Голос его звучал намеренно странно.

– Я слышал, что против Загряцкого серьезных улик не оказалось, – сказал опять не сразу Браун. – Ведь дело направлено к доследованию.

– Да… Кажется, теперь следствие предполагает, что убийство имеет характер политический.

– Неужели?.. Значит, это по вашей части?

– Прежде действительно было по моей части, но тогда следствие еще думало иначе… Символическое, дело, правда.

– Отчего символическое?

– Разве вы не чувствуете? Объяснить трудно.

– Не чувствую… Вам бы, однако, следовало найти и схватить преступника.

– Да вы все забываете, Александр Михайлович, что я теперь в отставке.
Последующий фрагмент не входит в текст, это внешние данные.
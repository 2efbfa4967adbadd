use serde::{Deserialize, Serialize};

use crate::schedule::{Day, Interview};

/// A day as served by `GET /api/days`: the record plus its derived spot count
#[derive(Debug, Clone, PartialEq, Eq, Serialize, Deserialize)]
pub struct DaySummary {
    #[serde(flatten)]
    pub day: Day,
    pub spots: usize,
}

/// Body of `PUT /api/appointments/{id}`
#[derive(Debug, Clone, PartialEq, Eq, Serialize, Deserialize)]
pub struct InterviewPayload {
    pub interview: Interview,
}

#[derive(Debug, Clone, Serialize, Deserialize)]
pub struct ErrorBody {
    pub error: String,
}
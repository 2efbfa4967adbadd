use std::sync::atomic::{AtomicU64, Ordering};

use tracing::{debug, warn};

use crate::error::{ScheduleError, SlotError};
use crate::form::InterviewForm;
use crate::schedule::{AppointmentId, Interview, InterviewerId, ScheduleCoordinator};
use crate::visual_mode::VisualMode;
use super::mode::{Action, Mode};

/// Identifies one save or delete attempt. Unique for the life of the process,
/// so a result can never be mistaken for a later attempt's.
pub type Ticket = u64;

static NEXT_TICKET: AtomicU64 = AtomicU64::new(1);

fn issue_ticket() -> Ticket {
    NEXT_TICKET.fetch_add(1, Ordering::Relaxed)
}

#[derive(Debug, Clone, PartialEq, Eq)]
pub enum MutationRequest {
    Book(Interview),
    Cancel,
}

/// A remote call a slot has committed to. The slot is already showing
/// SAVING or DELETING; run it with [`PendingMutation::execute`] and hand the
/// result back through [`SlotController::resolve`].
#[derive(Debug, Clone, PartialEq, Eq)]
pub struct PendingMutation {
    pub appointment_id: AppointmentId,
    pub ticket: Ticket,
    pub request: MutationRequest,
}

impl PendingMutation {
    pub async fn execute(self, coordinator: &ScheduleCoordinator) -> MutationResolved {
        let outcome = match self.request {
            MutationRequest::Book(interview) => coordinator.book_interview(self.appointment_id, interview).await,
            MutationRequest::Cancel => coordinator.cancel_interview(self.appointment_id).await,
        };
        MutationResolved {
            appointment_id: self.appointment_id,
            ticket: self.ticket,
            outcome,
        }
    }
}

/// Result of a remote call, addressed to the slot that issued it
#[derive(Debug, Clone, PartialEq, Eq)]
pub struct MutationResolved {
    pub appointment_id: AppointmentId,
    pub ticket: Ticket,
    pub outcome: Result<(), ScheduleError>,
}

/// One bookable slot's view state.
///
/// Gestures are checked against the controls the current mode renders; while
/// a save or delete is in flight none are rendered, so a slot never has two
/// mutations outstanding.
#[derive(Debug, Clone)]
pub struct SlotController {
    appointment_id: AppointmentId,
    modes: VisualMode<Mode>,
    form: Option<InterviewForm>,
    in_flight: Option<Ticket>,
}

impl SlotController {
    /// Mounts a slot: EMPTY, or SHOW when an interview is already booked
    pub fn new(appointment_id: AppointmentId, booked: bool) -> Self {
        Self {
            appointment_id,
            modes: VisualMode::new(Mode::initial(booked)),
            form: None,
            in_flight: None,
        }
    }

    pub fn appointment_id(&self) -> AppointmentId {
        self.appointment_id
    }

    pub fn mode(&self) -> Mode {
        *self.modes.current()
    }

    pub fn history(&self) -> &VisualMode<Mode> {
        &self.modes
    }

    pub fn form(&self) -> Option<&InterviewForm> {
        self.form.as_ref()
    }

    pub fn in_flight(&self) -> Option<Ticket> {
        self.in_flight
    }

    fn require(&self, action: Action) -> Result<(), SlotError> {
        let mode = self.mode();
        if mode.allows(action) {
            Ok(())
        } else {
            Err(SlotError::ControlUnavailable { action, mode })
        }
    }

    fn push(&mut self, mode: Mode) {
        debug!(appointment_id = self.appointment_id, from = %self.mode(), to = %mode, "transition");
        self.modes.transition(mode, false);
    }

    fn replace(&mut self, mode: Mode) {
        debug!(appointment_id = self.appointment_id, from = %self.mode(), to = %mode, "transition (replace)");
        self.modes.transition(mode, true);
    }

    fn back(&mut self) {
        self.modes.back();
        debug!(appointment_id = self.appointment_id, to = %self.mode(), "back");
    }

    /// EMPTY -> CREATE with a blank form
    pub fn add(&mut self) -> Result<(), SlotError> {
        self.require(Action::Add)?;
        self.form = Some(InterviewForm::default());
        self.push(Mode::Create);
        Ok(())
    }

    /// SHOW -> EDIT with the form pre-filled from `current`
    pub fn edit(&mut self, current: &Interview) -> Result<(), SlotError> {
        self.require(Action::Edit)?;
        self.form = Some(InterviewForm::from_interview(current));
        self.push(Mode::Edit);
        Ok(())
    }

    /// SHOW -> CONFIRM
    pub fn delete(&mut self) -> Result<(), SlotError> {
        self.require(Action::Delete)?;
        self.push(Mode::Confirm);
        Ok(())
    }

    /// Leaves CREATE, EDIT or CONFIRM for the view before it
    pub fn cancel(&mut self) -> Result<(), SlotError> {
        self.require(Action::Cancel)?;
        if self.mode().shows_form() {
            self.form = None;
        }
        self.back();
        Ok(())
    }

    /// Dismisses an error view, back to where the failed attempt started
    pub fn close(&mut self) -> Result<(), SlotError> {
        self.require(Action::Close)?;
        self.back();
        Ok(())
    }

    pub fn set_student(&mut self, student: &str) -> Result<(), SlotError> {
        self.require(Action::EnterStudent)?;
        if let Some(form) = self.form.as_mut() {
            form.student = student.to_string();
        }
        Ok(())
    }

    pub fn select_interviewer(&mut self, interviewer: InterviewerId) -> Result<(), SlotError> {
        self.require(Action::SelectInterviewer)?;
        if let Some(form) = self.form.as_mut() {
            form.interviewer = Some(interviewer);
        }
        Ok(())
    }

    /// CREATE/EDIT -> SAVING.
    ///
    /// Validates the form against the interviewers offered on the slot's day
    /// first; an invalid form stays open with its error and no call is made.
    pub fn save(&mut self, available: &[InterviewerId]) -> Result<PendingMutation, SlotError> {
        self.require(Action::Save)?;
        let form = self.form.get_or_insert_with(InterviewForm::default);
        let interview = form.submit(available)?;

        self.push(Mode::Saving);
        Ok(self.start(MutationRequest::Book(interview)))
    }

    /// CONFIRM -> DELETING
    pub fn confirm(&mut self) -> Result<PendingMutation, SlotError> {
        self.require(Action::Confirm)?;
        self.push(Mode::Deleting);
        Ok(self.start(MutationRequest::Cancel))
    }

    fn start(&mut self, request: MutationRequest) -> PendingMutation {
        let ticket = issue_ticket();
        self.in_flight = Some(ticket);
        PendingMutation {
            appointment_id: self.appointment_id,
            ticket,
            request,
        }
    }

    /// Applies the result of the in-flight call.
    ///
    /// Success replaces SAVING/DELETING so the stale entry is unreachable.
    /// Failure drops it and pushes the error view on top of the pre-attempt
    /// view: the form for a save, SHOW for a delete (the confirmation was
    /// already answered). Returns `false` when the result is not for the
    /// current attempt and was ignored.
    pub fn resolve(&mut self, resolved: &MutationResolved) -> bool {
        if resolved.appointment_id != self.appointment_id || self.in_flight != Some(resolved.ticket) {
            debug!(
                appointment_id = self.appointment_id,
                ticket = resolved.ticket,
                "ignoring result for another attempt"
            );
            return false;
        }
        self.in_flight = None;

        match (self.mode(), &resolved.outcome) {
            (Mode::Saving, Ok(())) => {
                self.form = None;
                self.replace(Mode::Show);
            }
            (Mode::Saving, Err(error)) => {
                warn!(appointment_id = self.appointment_id, %error, "could not book appointment");
                self.back();
                self.push(Mode::ErrorSave);
            }
            (Mode::Deleting, Ok(())) => self.replace(Mode::Empty),
            (Mode::Deleting, Err(error)) => {
                warn!(appointment_id = self.appointment_id, %error, "could not cancel appointment");
                self.back();
                if self.mode() == Mode::Confirm {
                    self.back();
                }
                self.push(Mode::ErrorDelete);
            }
            (mode, _) => {
                warn!(appointment_id = self.appointment_id, %mode, "result arrived outside SAVING/DELETING");
                return false;
            }
        }
        true
    }

    /// Re-derives an idle EMPTY/SHOW slot from whether its appointment is
    /// booked in the latest snapshot. Slots with a call in flight, an open
    /// form, a confirmation or an error view are left alone. Returns `true`
    /// when the slot was remounted.
    pub fn reconcile(&mut self, booked: bool) -> bool {
        if self.in_flight.is_some() {
            return false;
        }
        let stale = match self.mode() {
            Mode::Empty => booked,
            Mode::Show => !booked,
            _ => false,
        };
        if stale {
            debug!(appointment_id = self.appointment_id, booked, from = %self.mode(), "remounting from snapshot");
            self.form = None;
            self.modes.reset(Mode::initial(booked));
        }
        stale
    }
}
Притом, скажу правду, это меня теперь меньше всего интересует.

– Почему?

– Почему? Потому что в ближайшее время в России хлынет настоящее море самых ужасных преступлений, из которых почти все, конечно, останутся совершенно безнаказанными. Странное было бы у меня чувство справедливости, если б я уж так горячо стремился схватить и покарать одного преступника из миллиона. Нет, у меня теперь к этому делу чисто теоретический интерес. Вернее, даже не теоретический, а как бы сказать?.. Да вот, бывает, прочтешь какую-нибудь шараду. Вам, по существу, глубоко безразличны и первый слог, и второй слог, и целое, а попадется вам такая шарада, можно сна лишиться. Эта же шарада, вдобавок, повторяю, символическая.

– Как вы сегодня иносказательно выражаетесь!
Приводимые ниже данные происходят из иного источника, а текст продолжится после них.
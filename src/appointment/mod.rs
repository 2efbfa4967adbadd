//! Per-slot booking flow: the modes a slot moves through, the controller
//! driving them, and the view derived from both.

pub mod mode;
pub mod controller;
pub mod view;

pub use mode::{Action, Mode};
pub use controller::{MutationRequest, MutationResolved, PendingMutation, SlotController, Ticket};
pub use view::{render, AppointmentView, InterviewerChoice, SlotView};
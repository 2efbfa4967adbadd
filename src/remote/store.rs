use std::collections::BTreeMap;
use std::sync::{Mutex, MutexGuard, PoisonError};

use async_trait::async_trait;
use serde::{Deserialize, Serialize};
use tracing::{debug, info, warn};

use crate::error::{RemoteError, ScheduleError};
use crate::schedule::{fixture, Appointment, AppointmentId, Day, Interview, Interviewer, InterviewerId, ScheduleSnapshot};
use super::wire::DaySummary;
use super::SchedulerApi;

/// A mutating call that can be made to fail on purpose
#[derive(Debug, Clone, Copy, PartialEq, Eq, Serialize, Deserialize)]
#[serde(rename_all = "lowercase")]
pub enum Operation {
    Save,
    Delete,
}

struct StoreState {
    schedule: ScheduleSnapshot,
    armed_failures: Vec<Operation>,
}

/// In-memory backing store for the week (in production, use a database).
///
/// Holds the seed it was created from so `reset` can restore it.
pub struct ScheduleStore {
    seed: ScheduleSnapshot,
    state: Mutex<StoreState>,
}

impl ScheduleStore {
    pub fn new(seed: ScheduleSnapshot) -> Self {
        Self {
            state: Mutex::new(StoreState {
                schedule: seed.clone(),
                armed_failures: Vec::new(),
            }),
            seed,
        }
    }

    /// Store seeded with the default week
    pub fn with_fixture() -> Self {
        Self::new(fixture::week())
    }

    fn lock(&self) -> MutexGuard<'_, StoreState> {
        // every write replaces the snapshot whole, so a poisoned lock still holds a consistent week
        self.state.lock().unwrap_or_else(PoisonError::into_inner)
    }

    /// Re-seeds the store and disarms any pending failures
    pub fn reset(&self) {
        let mut state = self.lock();
        state.schedule = self.seed.clone();
        state.armed_failures.clear();
        info!("schedule store reset to seed");
    }

    /// Makes the next call of `operation` fail once
    pub fn fail_next(&self, operation: Operation) {
        debug!(?operation, "arming one-shot failure");
        self.lock().armed_failures.push(operation);
    }

    pub fn schedule(&self) -> ScheduleSnapshot {
        self.lock().schedule.clone()
    }

    pub fn day_summaries(&self) -> Vec<DaySummary> {
        let state = self.lock();
        state
            .schedule
            .days()
            .iter()
            .map(|day| DaySummary {
                day: day.clone(),
                spots: state.schedule.spots_remaining(day),
            })
            .collect()
    }

    pub fn put_interview(&self, appointment_id: AppointmentId, interview: Interview) -> Result<(), RemoteError> {
        if interview.student.trim().is_empty() {
            return Err(RemoteError::InvalidInterview("student name is blank".to_string()));
        }

        let mut state = self.lock();
        if take_armed(&mut state.armed_failures, Operation::Save) {
            warn!(appointment_id, "rejecting save (armed failure)");
            return Err(RemoteError::Rejected("book failed".to_string()));
        }

        state.schedule = state
            .schedule
            .with_interview(appointment_id, interview)
            .map_err(into_remote)?;
        debug!(appointment_id, "interview stored");
        Ok(())
    }

    pub fn remove_interview(&self, appointment_id: AppointmentId) -> Result<(), RemoteError> {
        let mut state = self.lock();
        if take_armed(&mut state.armed_failures, Operation::Delete) {
            warn!(appointment_id, "rejecting delete (armed failure)");
            return Err(RemoteError::Rejected("cancel failed".to_string()));
        }

        state.schedule = state
            .schedule
            .without_interview(appointment_id)
            .map_err(into_remote)?;
        debug!(appointment_id, "interview removed");
        Ok(())
    }
}

fn take_armed(armed: &mut Vec<Operation>, operation: Operation) -> bool {
    match armed.iter().position(|candidate| *candidate == operation) {
        Some(index) => {
            armed.remove(index);
            true
        }
        None => false,
    }
}

fn into_remote(error: ScheduleError) -> RemoteError {
    match error {
        ScheduleError::UnknownAppointment(id) => RemoteError::UnknownAppointment(id),
        ScheduleError::UnknownInterviewer(id) => RemoteError::UnknownInterviewer(id),
        ScheduleError::Remote(remote) => remote,
        other => RemoteError::Rejected(other.to_string()),
    }
}

#[async_trait]
impl SchedulerApi for ScheduleStore {
    async fn read_days(&self) -> Result<Vec<Day>, RemoteError> {
        Ok(self.lock().schedule.days().to_vec())
    }

    async fn read_appointments(&self) -> Result<BTreeMap<AppointmentId, Appointment>, RemoteError> {
        Ok(self.lock().schedule.appointments().clone())
    }

    async fn read_interviewers(&self) -> Result<BTreeMap<InterviewerId, Interviewer>, RemoteError> {
        Ok(self.lock().schedule.interviewers().clone())
    }

    async fn save_interview(&self, appointment_id: AppointmentId, interview: &Interview) -> Result<(), RemoteError> {
        self.put_interview(appointment_id, interview.clone())
    }

    async fn delete_interview(&self, appointment_id: AppointmentId) -> Result<(), RemoteError> {
        self.remove_interview(appointment_id)
    }
}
– Наша профессиональная черта, – пояснил, улыбаясь, Федосьев. – Ведь в каждом из нас сидят Шерлок Холмс и Порфирий Петрович… Кстати, по поводу Порфи-рия Петровича, не думаете ли вы, что Достоевский очень упростил задачу своего следователя? Он взвалил убийство вместе с большой философской проблемой на плечи мальчишки-неврастеника. Немудрено, что преступление очень быстро кончилось наказанием. Да и свою собственную задачу Достоевский тоже немного упростил: мальчишка убил ради денег. Интереснее было бы взять богатого Раскольникова.

«Хорошо напролом! О Достоевском заговорил», – подумал он, с досадой ощущая непривычную ему неловкость.
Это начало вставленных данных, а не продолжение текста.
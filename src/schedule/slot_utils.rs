use chrono::{Duration, NaiveTime};
use super::types::Appointment;

/// Formats a slot start time the way the schedule shows it ("12pm", "4pm", "9:30am")
pub fn format_slot_time(time: NaiveTime) -> String {
    if time.format("%M").to_string() == "00" {
        time.format("%-I%P").to_string()
    } else {
        time.format("%-I:%M%P").to_string()
    }
}

/// Parses a slot label back into a time ("12pm" -> 12:00, "9:30am" -> 09:30)
pub fn parse_slot_time(label: &str) -> Option<NaiveTime> {
    let label = label.trim().to_lowercase();
    let (clock, afternoon) = if let Some(clock) = label.strip_suffix("am") {
        (clock, false)
    } else if let Some(clock) = label.strip_suffix("pm") {
        (clock, true)
    } else {
        return None;
    };

    let (hours, minutes) = match clock.split_once(':') {
        Some((h, m)) => (h.parse::<u32>().ok()?, m.parse::<u32>().ok()?),
        None => (clock.parse::<u32>().ok()?, 0),
    };
    if !(1..=12).contains(&hours) {
        return None;
    }

    let hours = match (hours, afternoon) {
        (12, false) => 0,
        (12, true) => 12,
        (h, true) => h + 12,
        (h, false) => h,
    };
    NaiveTime::from_hms_opt(hours, minutes, 0)
}

/// Builds `count` hourly slot labels starting at `start`
pub fn hourly_slots(start: NaiveTime, count: usize) -> Vec<String> {
    (0..count)
        .map(|offset| {
            let (time, _) = start.overflowing_add_signed(Duration::hours(offset as i64));
            format_slot_time(time)
        })
        .collect()
}

/// Counts appointments with no interview booked
pub fn count_open_slots<'a>(appointments: impl IntoIterator<Item = &'a Appointment>) -> usize {
    appointments
        .into_iter()
        .filter(|appointment| !appointment.is_booked())
        .count()
}

#[cfg(test)]
mod tests {
    use super::*;

    #[test]
    fn hourly_slots_from_noon() {
        let noon = NaiveTime::from_hms_opt(12, 0, 0).unwrap();
        assert_eq!(hourly_slots(noon, 5), vec!["12pm", "1pm", "2pm", "3pm", "4pm"]);
    }

    #[test]
    fn parses_labels_with_and_without_minutes() {
        assert_eq!(parse_slot_time("12pm"), NaiveTime::from_hms_opt(12, 0, 0));
        assert_eq!(parse_slot_time("12am"), NaiveTime::from_hms_opt(0, 0, 0));
        assert_eq!(parse_slot_time(" 9:30AM "), NaiveTime::from_hms_opt(9, 30, 0));
        assert_eq!(parse_slot_time("13pm"), None);
        assert_eq!(parse_slot_time("noon"), None);
        assert_eq!(parse_slot_time("m"), None);
    }

    #[test]
    fn formats_half_hours() {
        let time = NaiveTime::from_hms_opt(21, 30, 0).unwrap();
        assert_eq!(format_slot_time(time), "9:30pm");
    }
}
– Может быть, было бы интереснее, но от житейской правды было бы дальше, – ответил Браун. – Скажу по собственному опыту: из всего того зла, горя, несчастий, которые я видел вокруг в жизни, наверное, три четверти так или иначе имели первопричиной деньги.

– Какая тут статистика! Во всяком случае, в моей бывшей профессии я этого не наблюдал… Мне обо всем этом поневоле приходилось думать довольно много. Ведь одна из моих задач, собственно, заключалась в том, чтобы перевоплощаться в них, революционеров. Разновидность этой задачи, частная и личная, но не лишенная интереса, сводилась к следующему вопросу: как бы я поступал, если б главная цель моей жизни заключалась в том, чтобы убить Сергея Васильевича Федосьева?

– Правда? Это, должно быть, хорошая школа.

– О да, прекрасная: жить изо дня в день, вечно имея перед собой этот вопрос, зная, что от верного его разрешения зависит то, разорвут ли тебя бомбой на части или не разорвут… Это, разумеется, предполагало и многое другое. В самом деле, перевоплощаясь в революционера технически, я не мог отказаться от соблазна некоторого психологического перевоплощения. Тогда вопрос ставился так: почему мне, революционеру Икс, страстно хочется убить Сергея Федосьева?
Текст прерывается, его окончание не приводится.